Lower Gastrointestinal Tract Bleeding or LGI or Lower GI Bleeding is one of the most common serious presenting complaint by patients in emergency or OPD, to differentiate and treat according through the protocol is the art a doctor should learn. We will discuss the topic in detail along with the protocol or approach followed for same.
Lower GI (LGI) bleeding is the loss of blood from the GI tract distal to the ligament of Treitz in the form of bright red or maroon rectal bleeding called Hematocheia.
Lower GIT bleeding being a common problem not just in the multifaceted Surgical Specialities,but as well in “Emergency Medicine”,should be considered potentially life threatening until proven otherwise and accorded utmost significance.
Common,seen in an incidence of 36 per 1 Lakh people – Elderly Female are most vulnerable.
The causes in order of frequency are as follows:
- Anal lesions such as Hemorrhoids, Fissure
- Rectal Trauma
- Colonic Polyps
- Carcinoma Colon
- Diverticular Disease
- Solitary Ulcer
- Blood dsycrasia
- Connective Tissue Disorders
Lower Gi Bleeding Protocol / Approach
The following image reads out loud the Protocol of Lower GI Bleeding:
History elicited includes past GI bleeding and a history of pain, trauma, ingestion or insertion of foreign bodies, and recent colonoscopies.

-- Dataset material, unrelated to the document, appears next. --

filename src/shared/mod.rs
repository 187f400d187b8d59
pub mod numeric;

Weight loss and changes in bowel habits may suggest Malignancy.
History of an aortic graft may suggest the possibility of an aortoenteric fistula.
Medications, such as salicylates, nonsteroidal anti-inflammatory drugs, and warfarin, increase the risk of LGI bleeding.Patients on Beta Blockers or poorly controlled hypertension might present with subtle signs of pathognomic symptoms.
Consumption of iron or bismuth can simulate melena, and certain foods, such as beets,can simulate hematochezia. However, stool guaiac testing in those cases will be negative.
May appear Emaciated with signs of Pallor and Weakness, Altered Mental Status.
Tenderness, Masses, Ascites or Organomegaly. Lack of Abdominal tenderness might indicate Vascular causes such as diverticulosis or angiodysplasias, while its presence associated with Inflammatory Bowel Disorders. Digital Rectal Examination might detect gross bleeding and sources viz -a- viz laceration, masses, hemorrhoids, fissures or trauma.
Hypotension, tachycardia, angina, syncope.
Signs of petechiae and purpura might provide clues on an underlying Coagulopathy or liver disease. Cool, pale skin with increased capillary refill may signal Shock.
In acute, brisk bleeding, the initial hematocrit level would not reflect the actual amount of blood loss.
Coagulation profile, including prothrombin time, partial thromboplastin time, and platelet count, is vital in patients taking anticoagulants or those with underlying liver disease.
Routine tests such as blood urea nitrogen, creatinine, electrolytes, glucose, and liver function studies.
Bleeding from a source in the upper GI tract may elevate blood urea nitrogen levels through digestion and absorption of hemoglobin.
Silent ischemia can occur secondary to the decreased oxygen delivery accompanying significant GI bleeding and an Electrocardiogram is a must,in suspected population.
Diagnostic Procedure of Choice – Angiography,Scintigraphy or Endoscopy.
Scintigraphy appears more sensitive than angiography and can localize the site of bleeding at as low a rate as 0.1 mL/min. It also has potential value over angiography if bleeding occurs intermittently but requires a minimum of 3 mL of blood to pool.
Technetium Labelled Red Cell Scans – detects Obscure Hemorrhage.
Radiographs like Chest Xray and Xray Abdomen are of limited value,unless indicated.
Recent Trends – Multidetector CT Angiography – 100% Specificity & Sensitivity.
Resuscitate unstable or actively bleeding patients.
Administer oxygen and institute cardiac monitoring.
Place two large-bore IV lines and replace volume with crystalloids. Correct coagulopathy.